You may want to ask them what variety it is or at least from the bulb you should be able to determine if it is hard neck or soft neck. There are all the other types discussed above, including the various types of hard neck (rocambole, etc.), but if they are just growing one or a few varieties and they are hard neck it is most likely going to be something like German white, music, etc. which are all in the porcelain group.
Middle Eastern are I think unclassified right now. I grew one of those. I remember reading Ted Meredith’s book The Complete Book of Garlic
Quotes from the book. Concur based on my growing experience.
This cultivar group grows very poorly in North America, at least in temperate-climate regions.
The weak growth and bulbing of the Middle Eastern cultivars have made it difficult to access their morphology characteristics with the assurance that they have fully expressed themselves, but even at a very small blulb size, they produce numerous cloves in multiple layers. This suggest a kinship wit h the Silverskin group, yet the cloves are more separated, with rounded sides and an inner surface that is curved but not flattened or concave as is typical of Silverskin cultivars.
There could be more than 10 garlic families with further analysis, but right now they sort it based on AFLP markers.
I find Porcelains to be quite sulferous. I think they are suppose to have on average the highest allicin concentration of all the garlic families. I believe this family is the one that the garlic industry prefers to use for all dried garlic processing products because of that characteristic.
The only reason to buy seed garlic is if you have specific goals you want to achieve.
I always use the biggest bulbs. I found bulb size increases with each generation. I have added others to try but it is sort of a bad comparison as it takes some types multiple generations under your local conditions to start producing good sized bulbs. So I’m not adding anymore, I’m happy with the garlic I have now. I grow both hard and soft. I have grown one soft the longest and it now produces impressive bulbs rivaling the hard necks. So find the flavors you like and start developing them to adapt to your area. If they fail to get larger after 3 generations try something different. Always save the largest for seed.
I do find that there are limits to that. After a certain point, you’re actually better off planting your medium-larges and keeping the biggest ones for the kitchen. That being said, I usually still do the largest because it’s easier to figure out.
I heard if you get any small bulbs that are just one clove, that they make good seed. I heard that from the owner of Filaree Farms. He did a podcast interview on the joe gardener show. A good episode on growing garlic.
On the original question heck yeah use the local stuff.
i had a several 1 clove bulbs leftover of georgia fire that i threw in the ground this spring because they started to sprout. pulled one the other day it was as big as a softball but upon cutting it up it was 1 mass like a onion. i read this happens when you dont cold stratify cloves before planting. still good to use but doesnt keep long once theyve been cut into. sorta like a onion.
It’s called “solo garlic”. I think you’re suppose to plant in the spring for this.
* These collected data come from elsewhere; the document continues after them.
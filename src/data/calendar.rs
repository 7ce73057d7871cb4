//! Public-holiday calendar and swapped (make-up) workdays.
//!
//! Holidays are keyed by `(month, day)` and recur every year. Make-up workdays
//! are weekend dates that become official workdays when a holiday is bridged,
//! so they are year-specific.

use chrono::{Datelike, NaiveDate, NaiveDateTime, Timelike};

use crate::domain::weekday_number;

/// Fixed-date public holidays as `(month, day)`.
pub const HOLIDAYS: &[(u32, u32)] = &[
    (1, 1),
    (4, 4),
    (4, 5),
    (5, 1),
    (5, 2),
    (5, 3),
    (5, 4),
    (5, 5),
    (10, 1),
    (10, 2),
    (10, 3),
    (10, 4),
    (10, 5),
    (10, 6),
    (10, 7),
];

/// Weekend dates that are official workdays, as `(year, month, day)`.
pub const WORKDAY_OVERRIDES: &[(i32, u32, u32)] = &[
    (2025, 1, 26),
    (2025, 2, 8),
    (2025, 4, 27),
    (2025, 9, 28),
    (2025, 10, 11),
    (2026, 1, 4),
    (2026, 2, 14),
    (2026, 2, 28),
    (2026, 5, 9),
    (2026, 9, 20),
    (2026, 10, 10),
];

pub fn is_holiday(date: NaiveDate) -> bool {
    HOLIDAYS.contains(&(date.month(), date.day()))
}

pub fn is_override_workday(date: NaiveDate) -> bool {
    WORKDAY_OVERRIDES.contains(&(date.year(), date.month(), date.day()))
}

/// Calendar facts resolved for one instant.
#[derive(Debug, Clone, Copy, PartialEq)]
pub struct CalendarContext {
    /// ISO weekday, Monday = 1.
    pub weekday: u32,
    pub month: u32,
    pub hour: u32,
    /// Hour of day including minutes and seconds, in `[0, 24)`.
    pub fractional_hour: f64,
    pub is_holiday: bool,
    pub is_override_workday: bool,
}

impl CalendarContext {
    pub fn resolve(at: NaiveDateTime) -> Self {
        let date = at.date();
        let fractional_hour =
            at.hour() as f64 + at.minute() as f64 / 60.0 + at.second() as f64 / 3600.0;
        Self {
            weekday: weekday_number(date.weekday()),
            month: date.month(),
            hour: at.hour(),
            fractional_hour,
            is_holiday: is_holiday(date),
            is_override_workday: is_override_workday(date),
        }
    }

    pub fn is_weekend(&self) -> bool {
        self.weekday >= 6
    }

    /// A regular weekday or a make-up workday, and not a holiday.
    pub fn is_workday(&self) -> bool {
        !self.is_holiday && (!self.is_weekend() || self.is_override_workday)
    }
}
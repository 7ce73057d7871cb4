//! Static city table: location, tier, overtime index, and urban density.

use crate::domain::{CityTier, GeoPoint};

/// Farthest a query point may be from a city center and still resolve to it.
pub const CITY_MATCH_RADIUS_M: f64 = 100_000.0;

#[derive(Debug, Clone, Copy, PartialEq)]
pub struct City {
    pub name: &'static str,
    pub lat: f64,
    pub lon: f64,
    pub tier: CityTier,
    /// 1.0 = baseline; higher means the workforce stays later.
    pub overtime_index: f64,
    /// Residents per square kilometer in the urban core.
    pub population_density: f64,
}

impl City {
    pub fn position(&self) -> GeoPoint {
        GeoPoint::new(self.lat, self.lon)
    }
}

pub const CITIES: &[City] = &[
    City { name: "Beijing", lat: 39.9042, lon: 116.4074, tier: CityTier::Tier1, overtime_index: 1.35, population_density: 1_300.0 },
    City { name: "Shanghai", lat: 31.2304, lon: 121.4737, tier: CityTier::Tier1, overtime_index: 1.30, population_density: 3_900.0 },
    City { name: "Shenzhen", lat: 22.5431, lon: 114.0579, tier: CityTier::Tier1, overtime_index: 1.40, population_density: 8_800.0 },
    City { name: "Guangzhou", lat: 23.1291, lon: 113.2644, tier: CityTier::Tier1, overtime_index: 1.20, population_density: 2_500.0 },
    City { name: "Hangzhou", lat: 30.2741, lon: 120.1551, tier: CityTier::NewTier1, overtime_index: 1.30, population_density: 730.0 },
    City { name: "Chengdu", lat: 30.5728, lon: 104.0668, tier: CityTier::NewTier1, overtime_index: 1.05, population_density: 1_500.0 },
    City { name: "Wuhan", lat: 30.5928, lon: 114.3055, tier: CityTier::NewTier1, overtime_index: 1.10, population_density: 1_600.0 },
    City { name: "Nanjing", lat: 32.0603, lon: 118.7969, tier: CityTier::NewTier1, overtime_index: 1.15, population_density: 1_400.0 },
    City { name: "Xi'an", lat: 34.3416, lon: 108.9398, tier: CityTier::NewTier1, overtime_index: 1.05, population_density: 1_300.0 },
    City { name: "Suzhou", lat: 31.2989, lon: 120.5853, tier: CityTier::NewTier1, overtime_index: 1.20, population_density: 1_500.0 },
    City { name: "Tianjin", lat: 39.3434, lon: 117.3616, tier: CityTier::NewTier1, overtime_index: 1.05, population_density: 1_150.0 },
    City { name: "Chongqing", lat: 29.4316, lon: 106.9123, tier: CityTier::NewTier1, overtime_index: 1.00, population_density: 390.0 },
    City { name: "Changsha", lat: 28.2282, lon: 112.9388, tier: CityTier::NewTier1, overtime_index: 1.05, population_density: 870.0 },
    City { name: "Zhengzhou", lat: 34.7466, lon: 113.6253, tier: CityTier::NewTier1, overtime_index: 1.00, population_density: 1_700.0 },
    City { name: "Dongguan", lat: 23.0207, lon: 113.7518, tier: CityTier::NewTier1, overtime_index: 1.25, population_density: 4_300.0 },
    City { name: "Qingdao", lat: 36.0671, lon: 120.3826, tier: CityTier::Tier2, overtime_index: 1.00, population_density: 900.0 },
    City { name: "Xiamen", lat: 24.4798, lon: 118.0894, tier: CityTier::Tier2, overtime_index: 1.05, population_density: 3_100.0 },
    City { name: "Hefei", lat: 31.8206, lon: 117.2272, tier: CityTier::Tier2, overtime_index: 1.05, population_density: 850.0 },
    City { name: "Kunming", lat: 25.0389, lon: 102.7183, tier: CityTier::Tier2, overtime_index: 0.90, population_density: 400.0 },
    City { name: "Dalian", lat: 38.9140, lon: 121.6147, tier: CityTier::Tier2, overtime_index: 0.95, population_density: 590.0 },
    City { name: "Harbin", lat: 45.8038, lon: 126.5350, tier: CityTier::Tier3, overtime_index: 0.90, population_density: 190.0 },
    City { name: "Lanzhou", lat: 36.0611, lon: 103.8343, tier: CityTier::Tier3, overtime_index: 0.85, population_density: 340.0 },
];

/// Nearest configured city and its distance in meters.
pub fn nearest_city(point: GeoPoint) -> Option<(&'static City, f64)> {
    CITIES
        .iter()
        .map(|c| (c, c.position().distance_to(&point)))
        .min_by(|a, b| a.1.total_cmp(&b.1))
}

/// Nearest city within [`CITY_MATCH_RADIUS_M`], if any.
pub fn resolve_city(point: GeoPoint) -> Option<&'static City> {
    nearest_city(point)
        .filter(|(_, d)| *d <= CITY_MATCH_RADIUS_M)
        .map(|(c, _)| c)
}

/// Case-insensitive lookup by city name.
pub fn find_city(name: &str) -> Option<&'static City> {
    let needle = name.trim();
    CITIES.iter().find(|c| c.name.eq_ignore_ascii_case(needle))
}
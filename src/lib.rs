//! `presence-engine` library crate.
//!
//! The binary (`presence`) is a thin wrapper around this library so that:
//!
//! - core logic is testable without spawning processes
//! - the host API layer can embed [`engine::PresenceEngine`] directly
//! - code stays easy to navigate as the project grows

pub mod app;
pub mod blend;
pub mod cli;
pub mod config;
pub mod data;
pub mod domain;
pub mod engine;
pub mod error;
pub mod geo;
pub mod math;
pub mod models;
pub mod profile;
pub mod report;
pub mod store;

pub use engine::PresenceEngine;
pub use error::AppError;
I had this happen a few times unintentionally as well. The benefit is easy peeling. The downside I would imagine is poor storage since the there aren’t individual cloves wrapped tightly. I never got to the point to test the storage issue though since they were consumed relatively fast.
I have that happen too sometimes. Some garlic in the variety will clove, but a few will be like baseballs. I do cold stratify but I wonder if they don’t lose the cold stratification sometimes, what with Texas’s up and down climate.
mine werent cold stratified. they were leftovers from the summer befores crop, sprouting in the cupboard by early spring so not thinking , i just planted them out as soon as the snow melted. at least they werent wasted.